«Che hai fatto?», chiede il Signore a Caino e allo stesso modo Gesù chiede conto ai farisei, agli scribi, ai dottori della Legge, a tutti questi bravi fedeli, non ai peccatori – e chiede anche a me: cosa ne ho fatto delle parole di vita che mi sono state rivolte? «Che cosa avete fatto?», chiede Gesù, e risponde: costruiscono monumenti per onorare la memoria dei profeti uccisi dai padri mentre si sporcano le mani del sangue di coloro che ora parlano per conto di Dio, che rendono presente la Parola. Il Battista è già morto, e Cristo, che è la Parola stessa, farà la stessa fine.
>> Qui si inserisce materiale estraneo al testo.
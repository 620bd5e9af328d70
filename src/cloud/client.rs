//! Client for the Cloud Logging `entries:write` API.

use std::{
    collections::BTreeMap,
    fmt, io,
    sync::Arc,
    time::{Duration, Instant},
};

use serde::Serialize;
use ureq::{Agent, AgentBuilder};

use super::{CloudError, GceResource, MetadataClient};
use crate::handlers::Credentials;

/// Default `entries:write` endpoint.
pub const DEFAULT_LOGGING_ENDPOINT: &str = "https://logging.googleapis.com/v2/entries:write";
/// Timeout for a single write request.
pub const WRITE_TIMEOUT: Duration = Duration::from_secs(10);
/// Tokens are refreshed this long before they expire.
const TOKEN_REFRESH_MARGIN: Duration = Duration::from_secs(60);

/// One log entry in an `entries:write` request.
#[derive(Debug, Serialize)]
#[serde(rename_all = "camelCase")]
pub(crate) struct LogEntry<'a> {
    pub severity: &'static str,
    pub text_payload: &'a str,
    pub timestamp: String,
}

/// Body of an `entries:write` request.
#[derive(Debug, Serialize)]
#[serde(rename_all = "camelCase")]
pub(crate) struct WriteRequest<'a> {
    pub log_name: &'a str,
    pub resource: &'a GceResource,
    pub labels: &'a BTreeMap<String, String>,
    pub entries: Vec<LogEntry<'a>>,
}

enum TokenSource {
    Static(String),
    Metadata(MetadataClient),
}

struct CachedToken {
    value: String,
    refresh_at: Instant,
}

/// Authenticated client scoped to one project.
pub struct CloudLoggingClient {
    project_id: String,
    endpoint: String,
    agent: Agent,
    source: TokenSource,
    cached: Option<CachedToken>,
}

impl fmt::Debug for CloudLoggingClient {
    fn fmt(&self, f: &mut fmt::Formatter<'_>) -> fmt::Result {
        f.debug_struct("CloudLoggingClient")
            .field("project_id", &self.project_id)
            .field("endpoint", &self.endpoint)
            .finish_non_exhaustive()
    }
}

impl CloudLoggingClient {
    /// Create a client for `project_id`.
    ///
    /// Without explicit `credentials` the instance's default service-account
    /// token is requested from `metadata` on first use.
    pub fn new(
        project_id: impl Into<String>,
        credentials: Option<Credentials>,
        metadata: MetadataClient,
    ) -> Result<Self, CloudError> {
        let tls = native_tls::TlsConnector::new().map_err(|e| CloudError::Client(e.to_string()))?;
        let agent = AgentBuilder::new()
            .tls_connector(Arc::new(tls))
            .timeout(WRITE_TIMEOUT)
            .build();
        let source = match credentials {
            Some(Credentials::AccessToken(token)) => TokenSource::Static(token),
            None => TokenSource::Metadata(metadata),
        };
        Ok(Self {
            project_id: project_id.into(),
            endpoint: DEFAULT_LOGGING_ENDPOINT.to_string(),
            agent,
            source,
            cached: None,
        })
    }

    /// Send writes to `endpoint` instead of the public API.
    pub fn with_endpoint(mut self, endpoint: impl Into<String>) -> Self {
        self.endpoint = endpoint.into();
        self
    }

    pub fn project_id(&self) -> &str {
        &self.project_id
    }

    pub fn endpoint(&self) -> &str {
        &self.endpoint
    }

    /// Full resource name for `log_name` in this project.
    pub fn log_path(&self, log_name: &str) -> String {
        format!("projects/{}/logs/{log_name}", self.project_id)
    }

    fn token(&mut self) -> Result<String, CloudError> {
        let metadata = match &self.source {
            TokenSource::Static(token) => return Ok(token.clone()),
            TokenSource::Metadata(metadata) => metadata,
        };
        if let Some(cached) = &self.cached {
            if Instant::now() < cached.refresh_at {
                return Ok(cached.value.clone());
            }
        }
        let fresh = metadata.service_account_token()?;
        let lifetime = Duration::from_secs(fresh.expires_in).saturating_sub(TOKEN_REFRESH_MARGIN);
        self.cached = Some(CachedToken {
            value: fresh.access_token.clone(),
            refresh_at: Instant::now() + lifetime,
        });
        Ok(fresh.access_token)
    }

    /// POST one `entries:write` request.
    pub(crate) fn write(&mut self, request: &WriteRequest<'_>) -> io::Result<()> {
        let token = self.token().map_err(io::Error::other)?;
        let body = serde_json::to_string(request).map_err(io::Error::other)?;
        self.agent
            .post(&self.endpoint)
            .set("Authorization", &format!("Bearer {token}"))
            .set("Content-Type", "application/json")
            .send_string(&body)
            .map(|_| ())
            .map_err(|err| match err {
                ureq::Error::Status(code, _) => {
                    io::Error::other(format!("entries:write returned HTTP {code}"))
                }
                ureq::Error::Transport(transport) => io::Error::other(transport),
            })
    }
}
Ma quel sangue dalle viscere della terra non è muto e continua a gridare al cielo, proprio quel sangue, quel martirio, parola che significa testimonianza, urla e porta al cielo non solo tante sofferenze ingiuste, ma anche tutti noi, anche coloro che «non sanno quello che fanno», anche chi ha peccato. Quello che pagherà il conto sarà Cristo sulla croce.
Dio è misericordia, non sacrificio, ecco cosa grida al cielo quel sangue, dalla polvere di cui siamo fatti, quella vita che in noi non può essere messa a tacere. O peggio, controllata, decontestualizzata, travisata. Forse questo sangue ci fa paura, questo spreco che è amare, questo perdere il controllo della propria vita per consegnarla a un altro. Allora, piuttosto che cambiare, sembra preferibile farla fuori, questa voce.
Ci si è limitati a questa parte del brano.